Le DMP, outil de la coordination
Le dossier médical partagé (DMP) en cours de déploiement est un autre outil de cette coordination des soins. « C’est un élément essentiel de la coordination interprofessionnelle », indique Philippe Gaertner, en particulier si la « prescription pharmaceutique » devenait réalité (voir ci-dessous). « Nous avons de plus en plus d’officines qui s’équipent pour pouvoir en créer », se félicite pour sa part Nicolas Revel, qui a profité de sa présence au Congrès national pour saluer la mobilisation des pharmaciens. Environ 6 000 officines sont ainsi en capacité d’ouvrir des DMP et 80 000 DMP sont créés chaque semaine, alors que la campagne nationale auprès des assurés n’a pas encore été lancée. Après, il faudra les alimenter. « Nous sommes en train de travailler avec votre Ordre national pour faire un lien entre le DP et le DMP », annonce Nicolas Revel.
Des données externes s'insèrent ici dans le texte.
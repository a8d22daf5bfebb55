//! Cross-platform audio capture backend using cpal
//!
//! cpal streams are not `Send`, so every open stream lives on a dedicated
//! thread owned by this adapter; the [`StreamGuard`] handed back to the
//! capture worker only carries the stop flag and the thread handle.

use std::sync::atomic::{AtomicBool, Ordering};
use std::sync::mpsc::SyncSender;
use std::sync::Arc;
use std::thread::JoinHandle;
use std::time::Duration;

use cpal::traits::{DeviceTrait, HostTrait, StreamTrait};
use cpal::{SampleFormat, SampleRate, StreamConfig};
use tracing::{debug, warn};

use crate::application::ports::{
    AudioError, AudioInput, CaptureStreamError, ProbeFailure, StreamGuard,
};
use crate::domain::audio::AudioChunk;
use crate::domain::device::{DeviceConfig, DeviceDescriptor};

/// Length of the disposable trial capture used by probes.
const PROBE_WINDOW: Duration = Duration::from_millis(150);

/// How long to wait for the stream thread to report an open result.
const OPEN_TIMEOUT: Duration = Duration::from_secs(3);

/// cpal-backed [`AudioInput`]. Stateless; device ids are enumeration
/// positions within the host's input device list.
pub struct CpalAudioInput;

impl CpalAudioInput {
    pub fn new() -> Self {
        Self
    }

    fn device_by_id(device_id: usize) -> Result<cpal::Device, String> {
        let host = cpal::default_host();
        host.input_devices()
            .map_err(|e| format!("failed to enumerate devices: {e}"))?
            .nth(device_id)
            .ok_or_else(|| format!("no input device with id {device_id}"))
    }

    /// Build an input stream delivering f32 samples regardless of the
    /// device's native format. Only i16 and f32 devices are supported.
    fn build_stream<D, E>(
        device: &cpal::Device,
        config: &StreamConfig,
        format: SampleFormat,
        on_data: D,
        on_error: E,
    ) -> Result<cpal::Stream, String>
    where
        D: Fn(&[f32]) + Send + 'static,
        E: Fn(cpal::StreamError) + Send + 'static,
    {
        match format {
            SampleFormat::F32 => device
                .build_input_stream(
                    config,
                    move |data: &[f32], _: &cpal::InputCallbackInfo| on_data(data),
                    on_error,
                    None,
                )
                .map_err(|e| e.to_string()),
            SampleFormat::I16 => device
                .build_input_stream(
                    config,
                    move |data: &[i16], _: &cpal::InputCallbackInfo| {
                        let converted: Vec<f32> =
                            data.iter().map(|&s| s as f32 / 32768.0).collect();
                        on_data(&converted);
                    },
                    on_error,
                    None,
                )
                .map_err(|e| e.to_string()),
            other => Err(format!("unsupported sample format: {other:?}")),
        }
    }
}

impl Default for CpalAudioInput {
    fn default() -> Self {
        Self::new()
    }
}

impl AudioInput for CpalAudioInput {
    fn devices(&self) -> Result<Vec<DeviceDescriptor>, AudioError> {
        let host = cpal::default_host();
        let default_name = host
            .default_input_device()
            .and_then(|d| d.name().ok());

        let mut descriptors = Vec::new();
        let devices = host
            .input_devices()
            .map_err(|e| AudioError::EnumerationFailed(e.to_string()))?;

        for (id, device) in devices.enumerate() {
            let name = device.name().unwrap_or_else(|_| format!("device-{id}"));
            let default_config = match device.default_input_config() {
                Ok(config) => config,
                Err(e) => {
                    debug!(device = %name, error = %e, "skipping unqueryable device");
                    continue;
                }
            };

            let max_channels = device
                .supported_input_configs()
                .map(|configs| {
                    configs
                        .map(|c| c.channels())
                        .max()
                        .unwrap_or_else(|| default_config.channels())
                })
                .unwrap_or_else(|_| default_config.channels());

            descriptors.push(DeviceDescriptor {
                id,
                is_default: default_name.as_deref() == Some(name.as_str()),
                name,
                max_input_channels: max_channels,
                default_sample_rate: default_config.sample_rate().0,
            });
        }

        Ok(descriptors)
    }

    fn probe(
        &self,
        device_id: usize,
        channels: u16,
        sample_rate: u32,
    ) -> Result<(), ProbeFailure> {
        let fail = |reason: String| ProbeFailure {
            device_id,
            channels,
            sample_rate,
            reason,
        };

        let device = Self::device_by_id(device_id).map_err(fail)?;
        let format = device
            .default_input_config()
            .map(|c| c.sample_format())
            .map_err(|e| fail(e.to_string()))?;

        let config = StreamConfig {
            channels,
            sample_rate: SampleRate(sample_rate),
            buffer_size: cpal::BufferSize::Default,
        };

        let got_buffer = Arc::new(AtomicBool::new(false));
        let errored = Arc::new(AtomicBool::new(false));

        let got = Arc::clone(&got_buffer);
        let err = Arc::clone(&errored);
        let stream = Self::build_stream(
            &device,
            &config,
            format,
            move |_data| got.store(true, Ordering::SeqCst),
            move |e| {
                warn!(error = %e, "stream error during probe");
                err.store(true, Ordering::SeqCst);
            },
        )
        .map_err(fail)?;

        stream.play().map_err(|e| fail(e.to_string()))?;
        std::thread::sleep(PROBE_WINDOW);
        drop(stream);

        if errored.load(Ordering::SeqCst) {
            return Err(fail("stream error during probe".into()));
        }
        if !got_buffer.load(Ordering::SeqCst) {
            return Err(fail("no buffers delivered".into()));
        }
        Ok(())
    }

    fn open_stream(
        &self,
        config: &DeviceConfig,
        chunks: SyncSender<AudioChunk>,
    ) -> Result<Box<dyn StreamGuard>, CaptureStreamError> {
        let stop = Arc::new(AtomicBool::new(false));
        let stop_flag = Arc::clone(&stop);
        let config = *config;

        let (ready_tx, ready_rx) = std::sync::mpsc::channel::<Result<(), String>>();

        let thread = std::thread::Builder::new()
            .name("cpal-stream".into())
            .spawn(move || {
                let errored = Arc::new(AtomicBool::new(false));

                let open = || -> Result<cpal::Stream, String> {
                    let device = Self::device_by_id(config.device_id)?;
                    let format = device
                        .default_input_config()
                        .map(|c| c.sample_format())
                        .map_err(|e| e.to_string())?;

                    let stream_config = StreamConfig {
                        channels: config.channels,
                        sample_rate: SampleRate(config.sample_rate),
                        buffer_size: cpal::BufferSize::Default,
                    };

                    let err = Arc::clone(&errored);
                    let stream = Self::build_stream(
                        &device,
                        &stream_config,
                        format,
                        move |data| {
                            // Bounded queue: drop the chunk on backpressure
                            // rather than blocking the realtime callback.
                            let _ = chunks.try_send(AudioChunk::new(data.to_vec()));
                        },
                        move |e| {
                            warn!(error = %e, "capture stream error");
                            err.store(true, Ordering::SeqCst);
                        },
                    )?;
                    stream.play().map_err(|e| e.to_string())?;
                    Ok(stream)
                };

                match open() {
                    Ok(stream) => {
                        let _ = ready_tx.send(Ok(()));
                        while !stop_flag.load(Ordering::SeqCst)
                            && !errored.load(Ordering::SeqCst)
                        {
                            std::thread::sleep(Duration::from_millis(50));
                        }
                        drop(stream);
                        // Dropping the stream drops the chunk sender; a
                        // worker that wasn't asked to stop reads that as a
                        // device failure.
                    }
                    Err(e) => {
                        let _ = ready_tx.send(Err(e));
                    }
                }
            })
            .map_err(|e| CaptureStreamError(format!("failed to spawn stream thread: {e}")))?;

        match ready_rx.recv_timeout(OPEN_TIMEOUT) {
            Ok(Ok(())) => Ok(Box::new(CpalStreamGuard {
                stop,
                thread: Some(thread),
            })),
            Ok(Err(e)) => {
                let _ = thread.join();
                Err(CaptureStreamError(e))
            }
            Err(_) => {
                stop.store(true, Ordering::SeqCst);
                Err(CaptureStreamError("timed out opening capture stream".into()))
            }
        }
    }
}

struct CpalStreamGuard {
    stop: Arc<AtomicBool>,
    thread: Option<JoinHandle<()>>,
}

impl StreamGuard for CpalStreamGuard {
    fn close(mut self: Box<Self>) {
        self.stop.store(true, Ordering::SeqCst);
        if let Some(thread) = self.thread.take() {
            let _ = thread.join();
        }
    }
}

impl Drop for CpalStreamGuard {
    fn drop(&mut self) {
        self.stop.store(true, Ordering::SeqCst);
        if let Some(thread) = self.thread.take() {
            let _ = thread.join();
        }
    }
}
Certes, « nous ne sommes pas au début de la coordination, mais à une étape où on la formalise et où on lui donne des moyens, conclut Philippe Gaertner. Quand des professionnels prennent du temps pour s’assurer de la construction du parcours du patient, ce temps doit être reconnu ». Et par conséquent, rémunéré.
*Le 71e Congrès national des pharmaciens s’est déroulé les 20 et 21 octobre à Strasbourg. L’événement est co-organisé par la Fédération des syndicats pharmaceutiques de France (FSPF), l’Association de pharmacie rurale (APR) et l’association de formation continue UTIP.